Alibaba's video generation model just got a major upgrade — and it started from an already strong position.

HappyHorse 1.1 (快乐小马, Kuàilè Xiǎomǎ) dropped today from Alibaba's ATH Innovation Unit. Version 1.0 launched in April 2026 and immediately ranked second on Arena.ai across text-to-video, image-to-video, and video editing benchmarks — behind only ByteDance's Seedance 2.0. 1.1 addresses the main gaps in the original: audio synchronization, lip-sync, and multi-reference consistency.

It's available now on fal.ai, happyhorse.com, and Alibaba Cloud platforms.


What's New in 1.1

Native audio synchronization. HappyHorse 1.0's underlying architecture was designed for joint audio-video generation from the start — text, image, video, and audio tokens are processed in a single transformer sequence. Version 1.1 activates this in the production API. Generated video ships with audio that's inherently timed to the visual content, no separate dubbing pipeline.

Multilingual lip-sync. Characters speaking in generated video have lip movements that match audio across multiple languages. HappyHorse 1.0's architecture reportedly trains natively on English, Mandarin, Japanese, Korean, German, and French. Version 1.1 exposes this in the output.

Nine-image reference input. You can now feed up to nine reference images to anchor characters, environments, style palettes, or products across a multi-scene project. This is the production feature the creative community has been asking for — maintaining visual consistency across more than one or two clips without fine-tuning.
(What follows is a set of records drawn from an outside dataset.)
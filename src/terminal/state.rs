use ratatui::widgets::ListState;

use crate::domain::mapping::LogicalField;
use crate::workflow::{AppState, Effect};

#[derive(Debug, Clone, Copy, PartialEq, Eq)]
pub enum Focus {
    Sites,
    Lists,
    Mapping,
    Emails,
    Results,
}

/// Application state plus where the cursor is in each panel.
pub struct UiState {
    pub app: AppState,
    pub focus: Focus,
    /// Row 0 is "no site".
    pub sites: ListState,
    /// Row 0 is "no list".
    pub lists: ListState,
    pub mapping_row: usize,
    pub emails: ListState,
    pub results: ListState,
}

impl UiState {
    pub fn new(app: AppState) -> Self {
        let mut s = Self {
            app,
            focus: Focus::Emails,
            sites: ListState::default(),
            lists: ListState::default(),
            mapping_row: 0,
            emails: ListState::default(),
            results: ListState::default(),
        };
        s.sites.select(Some(0));
        s.lists.select(Some(0));
        s
    }

    fn focus_order(&self) -> Vec<Focus> {
        let mut order = vec![Focus::Sites, Focus::Lists];
        if self.app.mapping_available() {
            order.push(Focus::Mapping);
        }
        order.extend([Focus::Emails, Focus::Results]);
        order
    }

    pub fn cycle_focus(&mut self, step: i32) {
        let order = self.focus_order();
        let cur = order.iter().position(|f| *f == self.focus).unwrap_or(0) as i32;
        let next = (cur + step).rem_euclid(order.len() as i32) as usize;
        self.focus = order[next];
    }

    fn rows(&self, focus: Focus) -> usize {
        match focus {
            Focus::Sites => self.app.sites.len() + 1,
            Focus::Lists => self.app.destination.lists().len() + 1,
            Focus::Mapping => LogicalField::ALL.len(),
            Focus::Emails => self.app.messages.len(),
            Focus::Results => self.app.results.len(),
        }
    }

    pub fn move_cursor(&mut self, delta: i32) {
        let len = self.rows(self.focus) as i32;
        if self.focus == Focus::Mapping {
            self.mapping_row = (self.mapping_row as i32 + delta).clamp(0, len - 1) as usize;
            return;
        }
        let list_state = match self.focus {
            Focus::Sites => &mut self.sites,
            Focus::Lists => &mut self.lists,
            Focus::Emails => &mut self.emails,
            Focus::Results => &mut self.results,
            Focus::Mapping => return,
        };
        if len == 0 {
            list_state.select(None);
            return;
        }
        let cur = list_state.selected().unwrap_or(0) as i32;
        list_state.select(Some((cur + delta).clamp(0, len - 1) as usize));
    }

    pub fn selected_field(&self) -> LogicalField {
        LogicalField::ALL[self.mapping_row.min(LogicalField::ALL.len() - 1)]
    }

    /// Enter on the focused panel.
    pub fn activate(&mut self) -> Vec<Effect> {
        match self.focus {
            Focus::Sites => {
                let site_id = self
                    .sites
                    .selected()
                    .filter(|i| *i > 0)
                    .and_then(|i| self.app.sites.get(i - 1))
                    .map(|s| s.id.clone())
                    .unwrap_or_default();
                let effects = self.app.choose_site(&site_id);
                self.lists.select(Some(0));
                effects
            }
            Focus::Lists => {
                let list_id = self
                    .lists
                    .selected()
                    .filter(|i| *i > 0)
                    .and_then(|i| self.app.destination.lists().get(i - 1))
                    .map(|l| l.id.clone())
                    .unwrap_or_default();
                let effects = self.app.choose_list(&list_id);
                if self.app.destination.list_id().is_none() {
                    self.lists.select(Some(0));
                }
                effects
            }
            Focus::Mapping => {
                self.app.cycle_mapping(self.selected_field(), 1);
                vec![]
            }
            Focus::Emails => {
                self.toggle_email();
                vec![]
            }
            Focus::Results => vec![],
        }
    }

    pub fn toggle_email(&mut self) {
        let id = self
            .emails
            .selected()
            .and_then(|i| self.app.messages.get(i))
            .map(|m| m.id.clone());
        if let Some(id) = id {
            self.app.toggle_message(&id);
        }
    }

    /// Keep cursors inside their panels after data changed underneath them.
    pub fn clamp_cursors(&mut self) {
        if self.focus == Focus::Mapping && !self.app.mapping_available() {
            self.focus = Focus::Lists;
        }
        let (site_rows, list_rows) = (self.rows(Focus::Sites), self.rows(Focus::Lists));
        for (len, state) in [(site_rows, &mut self.sites), (list_rows, &mut self.lists)] {
            if state.selected().is_none_or(|i| i >= len) {
                state.select(Some(0));
            }
        }
        for (len, state) in [
            (self.app.messages.len(), &mut self.emails),
            (self.app.results.len(), &mut self.results),
        ] {
            match state.selected() {
                _ if len == 0 => state.select(None),
                Some(i) if i < len => {}
                _ => state.select(Some(0)),
            }
        }
    }
}
use std::collections::HashSet;

use serde::Serialize;

use crate::auth::Credential;
use crate::domain::mapping::FieldMapping;
use crate::domain::message::{Message, MessageId};
use crate::error::ValidationError;
use crate::graph::{CreateOutcome, GraphApi};
use crate::tickets::number::TicketClock;
use crate::tickets::payload::build_fields;

/// Everything a batch needs, captured when the user hits submit.
#[derive(Debug, Clone, Default, PartialEq)]
pub struct SubmitRequest {
    /// Iteration order of the batch.
    pub selection: Vec<MessageId>,
    /// The last fetched inbox page.
    pub messages: Vec<Message>,
    pub site_id: Option<String>,
    pub list_id: Option<String>,
    /// `None` (or an empty mapping) writes the default columns.
    pub mapping: Option<FieldMapping>,
}

impl SubmitRequest {
    /// Site and list ids, or why the batch must not run.
    pub fn validate(&self) -> Result<(&str, &str), ValidationError> {
        let site = self
            .site_id
            .as_deref()
            .filter(|s| !s.is_empty())
            .ok_or(ValidationError::MissingSite)?;
        let list = self
            .list_id
            .as_deref()
            .filter(|s| !s.is_empty())
            .ok_or(ValidationError::MissingList)?;
        if self.selection.is_empty() {
            return Err(ValidationError::EmptySelection);
        }
        Ok((site, list))
    }
}

#[derive(Debug, Clone, PartialEq, Eq, Serialize)]
#[serde(tag = "status", rename_all = "lowercase")]
pub enum ItemOutcome {
    Success,
    Error {
        #[serde(rename = "error")]
        detail: String,
    },
}

/// What happened to one selected message.
#[derive(Debug, Clone, PartialEq, Eq, Serialize)]
pub struct SubmissionResult {
    pub message_id: MessageId,
    #[serde(flatten)]
    pub outcome: ItemOutcome,
}

impl SubmissionResult {
    pub fn is_success(&self) -> bool {
        self.outcome == ItemOutcome::Success
    }
}

/// Create one list item per selected message, one after another.
///
/// Validation happens before anything touches the network. Messages missing
/// from `request.messages` are skipped without a result entry; every other
/// message gets exactly one entry, in order of first selection, whatever
/// happened to the ones before it. Repeated ids are submitted once.
pub fn submit_tickets(
    api: &dyn GraphApi,
    writer: &Credential,
    request: &SubmitRequest,
    clock: TicketClock,
) -> Result<Vec<SubmissionResult>, ValidationError> {
    let (site_id, list_id) = request.validate()?;
    let mapping = request.mapping.as_ref();

    let mut seen = HashSet::new();
    let results = request
        .selection
        .iter()
        .filter(|id| seen.insert(id.as_str()))
        .filter_map(|id| request.messages.iter().find(|m| &m.id == id))
        .fold(Vec::new(), |mut results, message| {
            let fields = build_fields(message, mapping, clock);
            let outcome = match api.create_item(writer, site_id, list_id, &fields) {
                Ok(CreateOutcome::Created) => ItemOutcome::Success,
                Ok(CreateOutcome::Rejected { status, body }) => {
                    log::warn!("ticket for {} rejected with {status}", message.id);
                    ItemOutcome::Error { detail: body }
                }
                Err(e) => {
                    log::warn!("ticket for {} failed: {e}", message.id);
                    ItemOutcome::Error {
                        detail: e.to_string(),
                    }
                }
            };
            results.push(SubmissionResult {
                message_id: message.id.clone(),
                outcome,
            });
            results
        });

    let ok = results.iter().filter(|r| r.is_success()).count();
    log::info!("batch finished: {ok}/{} tickets created", results.len());
    Ok(results)
}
1080p output alongside 720p, with across-the-board improvements to motion expressiveness, texture detail, and instruction following.


The Architecture Behind It

Understanding why 1.1 landed the way it did requires knowing what 1.0 was built on.
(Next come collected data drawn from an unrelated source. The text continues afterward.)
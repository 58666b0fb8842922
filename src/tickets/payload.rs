use serde_json::{Map, Value};

use crate::domain::mapping::{FieldMapping, LogicalField};
use crate::domain::message::Message;
use crate::tickets::number::{TicketClock, ticket_number};

/// The `fields` object for one ticket.
///
/// With a mapping, only mapped fields are written, under their mapped column.
/// Without one (or with an empty one), the fixed default columns are used.
/// Values the message does not carry (no subject, no sender) are left out.
pub fn build_fields(
    message: &Message,
    mapping: Option<&FieldMapping>,
    clock: TicketClock,
) -> Map<String, Value> {
    let mapping = mapping.filter(|m| !m.is_empty());
    let mut fields = Map::new();

    for field in LogicalField::ALL {
        let column = match mapping {
            Some(m) => match m.get(field) {
                Some(column) => column,
                None => continue,
            },
            None => field.default_column(),
        };
        let value = match field {
            LogicalField::Subject => message.subject.clone(),
            LogicalField::Description => Some(message.body_preview.clone()),
            LogicalField::User => message.sender_address().map(str::to_string),
            LogicalField::TicketNumber => Some(ticket_number(
                message.received_date_time.as_deref(),
                clock,
            )),
        };
        if let Some(value) = value {
            fields.insert(column.to_string(), Value::String(value));
        }
    }

    fields
}
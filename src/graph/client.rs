use reqwest::blocking::{Client, Response};
use serde::Deserialize;
use serde::de::DeserializeOwned;
use serde_json::{Map, Value, json};
use url::Url;

use crate::auth::Credential;
use crate::domain::message::Message;
use crate::domain::sharepoint::{Column, Site, SpList};
use crate::error::TransportError;
use crate::graph::{CreateOutcome, GraphApi, INBOX_PAGE_SIZE};

pub const DEFAULT_GRAPH_BASE: &str = "https://graph.microsoft.com/v1.0";

const MESSAGE_FIELDS: &str = "id,subject,bodyPreview,from,receivedDateTime";

#[derive(Deserialize)]
struct Collection<T> {
    #[serde(default = "Vec::new")]
    value: Vec<T>,
}

/// Blocking Microsoft Graph client.
pub struct GraphClient {
    http: Client,
    base: Url,
}

impl GraphClient {
    pub fn new(base_url: &str) -> Result<Self, TransportError> {
        let base = Url::parse(base_url).map_err(|e| TransportError::Url(format!("{base_url}: {e}")))?;
        if base.cannot_be_a_base() {
            return Err(TransportError::Url(format!("{base_url}: not a base URL")));
        }
        let http = Client::builder()
            .user_agent(concat!(env!("CARGO_PKG_NAME"), "/", env!("CARGO_PKG_VERSION")))
            .build()?;
        Ok(Self { http, base })
    }

    /// Base URL with `segments` appended, each percent-encoded as one segment.
    pub fn endpoint(&self, segments: &[&str]) -> Result<Url, TransportError> {
        let mut url = self.base.clone();
        url.path_segments_mut()
            .map_err(|_| TransportError::Url(self.base.to_string()))?
            .pop_if_empty()
            .extend(segments);
        Ok(url)
    }

    fn get_collection<T: DeserializeOwned>(
        &self,
        credential: &Credential,
        url: Url,
    ) -> Result<Vec<T>, TransportError> {
        log::debug!("GET {url}");
        let res = self.http.get(url).bearer_auth(credential.bearer()).send()?;
        let res = check(res)?;
        let page: Collection<T> = res.json()?;
        Ok(page.value)
    }
}

fn check(res: Response) -> Result<Response, TransportError> {
    if res.status().is_success() {
        return Ok(res);
    }
    let status = res.status().as_u16();
    let body = res.text()?;
    Err(TransportError::Status { status, body })
}

impl GraphApi for GraphClient {
    fn list_messages(&self, credential: &Credential) -> Result<Vec<Message>, TransportError> {
        let mut url = self.endpoint(&["me", "mailFolders", "inbox", "messages"])?;
        url.query_pairs_mut()
            .append_pair("$top", &INBOX_PAGE_SIZE.to_string())
            .append_pair("$select", MESSAGE_FIELDS);
        self.get_collection(credential, url)
    }

    fn list_sites(&self, credential: &Credential) -> Result<Vec<Site>, TransportError> {
        let mut url = self.endpoint(&["sites"])?;
        url.query_pairs_mut().append_pair("search", "*");
        self.get_collection(credential, url)
    }

    fn list_lists(&self, credential: &Credential, site_id: &str) -> Result<Vec<SpList>, TransportError> {
        let url = self.endpoint(&["sites", site_id, "lists"])?;
        self.get_collection(credential, url)
    }

    fn list_columns(
        &self,
        credential: &Credential,
        site_id: &str,
        list_id: &str,
    ) -> Result<Vec<Column>, TransportError> {
        let url = self.endpoint(&["sites", site_id, "lists", list_id, "columns"])?;
        self.get_collection(credential, url)
    }

    fn create_item(
        &self,
        credential: &Credential,
        site_id: &str,
        list_id: &str,
        fields: &Map<String, Value>,
    ) -> Result<CreateOutcome, TransportError> {
        let url = self.endpoint(&["sites", site_id, "lists", list_id, "items"])?;
        log::debug!("POST {url}");
        let res = self
            .http
            .post(url)
            .bearer_auth(credential.bearer())
            .json(&json!({ "fields": fields }))
            .send()?;

        if res.status().is_success() {
            return Ok(CreateOutcome::Created);
        }
        let status = res.status().as_u16();
        let body = res.text()?;
        Ok(CreateOutcome::Rejected { status, body })
    }
}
HappyHorse is a ~15B parameter unified self-attention Transformer — not a standard DiT (Diffusion Transformer) like Wan 2.2, HunyuanVideo, or CogVideoX. The key difference: where most video models use dedicated cross-attention branches to inject text conditioning and separate audio modules entirely, HappyHorse concatenates text, image, video, and audio tokens into a single sequence. The same attention layers process everything.

The layer layout is a sandwich: the first 4 and last 4 layers handle modality-specific projections, while the middle 32 layers share parameters across all modalities. Audio-video alignment is learned as part of denoising rather than added as a post-processing fix.
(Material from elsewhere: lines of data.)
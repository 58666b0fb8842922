use crossterm::event::{KeyCode, KeyEvent, KeyModifiers};

use crate::auth::Purpose;
use crate::terminal::state::{Focus, UiState};
use crate::workflow::Effect;

pub enum KeyAction {
    Quit,
    Run(Vec<Effect>),
}

pub fn handle_key(key: KeyEvent, state: &mut UiState) -> KeyAction {
    match key.code {
        KeyCode::Char('q') | KeyCode::Esc => return KeyAction::Quit,
        KeyCode::Char('c') if key.modifiers.contains(KeyModifiers::CONTROL) => {
            return KeyAction::Quit;
        }

        KeyCode::Tab => {
            state.cycle_focus(1);
            return KeyAction::Run(vec![]);
        }
        KeyCode::BackTab => {
            state.cycle_focus(-1);
            return KeyAction::Run(vec![]);
        }

        KeyCode::Char('i') => return KeyAction::Run(state.app.sign_in(Purpose::MailRead)),
        KeyCode::Char('w') => return KeyAction::Run(state.app.sign_in(Purpose::ListWrite)),
        KeyCode::Char('o') => {
            let effects = state.app.sign_out();
            state.clamp_cursors();
            return KeyAction::Run(effects);
        }
        KeyCode::Char('a') => {
            let same = !state.app.same_account;
            return KeyAction::Run(state.app.set_same_account(same));
        }
        KeyCode::Char('r') => return KeyAction::Run(state.app.refresh_inbox()),
        KeyCode::Char('s') => {
            // an incomplete form only sets the notice
            return KeyAction::Run(state.app.request_submit().unwrap_or_default());
        }

        KeyCode::Enter => {
            let effects = state.activate();
            state.clamp_cursors();
            return KeyAction::Run(effects);
        }

        _ => {}
    }

    match state.focus {
        Focus::Mapping => handle_mapping_keys(key, state),
        Focus::Emails => handle_email_keys(key, state),
        _ => handle_list_keys(key, state),
    }
    KeyAction::Run(vec![])
}

fn handle_list_keys(key: KeyEvent, state: &mut UiState) {
    match key.code {
        KeyCode::Down | KeyCode::Char('j') => state.move_cursor(1),
        KeyCode::Up | KeyCode::Char('k') => state.move_cursor(-1),
        KeyCode::PageDown => state.move_cursor(10),
        KeyCode::PageUp => state.move_cursor(-10),
        KeyCode::Home => state.move_cursor(i32::MIN / 2),
        KeyCode::End => state.move_cursor(i32::MAX / 2),
        _ => {}
    }
}

fn handle_email_keys(key: KeyEvent, state: &mut UiState) {
    match key.code {
        KeyCode::Char(' ') => state.toggle_email(),
        _ => handle_list_keys(key, state),
    }
}

fn handle_mapping_keys(key: KeyEvent, state: &mut UiState) {
    let field = state.selected_field();
    match key.code {
        KeyCode::Right | KeyCode::Char('l') | KeyCode::Char(' ') => state.app.cycle_mapping(field, 1),
        KeyCode::Left | KeyCode::Char('h') => state.app.cycle_mapping(field, -1),
        KeyCode::Backspace | KeyCode::Delete => state.app.mapping.unassign(field),
        _ => handle_list_keys(key, state),
    }
}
Inference uses DMD-2 distillation — eight sampling steps, no classifier-free guidance. The reported wall-clock time is roughly 38 seconds for 1080p on an H100. For context, comparable models using standard DDIM or PLMS samplers at 25–50 steps take several minutes for the same output.

This architecture is why 1.1's audio output is genuinely synchronized rather than loosely aligned: the model jointly denoises video and audio together from the first step.


How to Use It on fal.ai

All three generation modes are live today:

Modefal.ai endpoint
Text to Videofal.ai/models/alibaba/happy-horse/v1.1/text-to-video
Image to Videofal.ai/models/alibaba/happy-horse/v1.1/image-to-video
Reference to Videofal.ai/models/alibaba/happy-horse/v1.1/reference-to-video

fal.ai exposes all three via API with the same alibaba/happy-horse/v1.1 model prefix, making it straightforward to build generation pipelines.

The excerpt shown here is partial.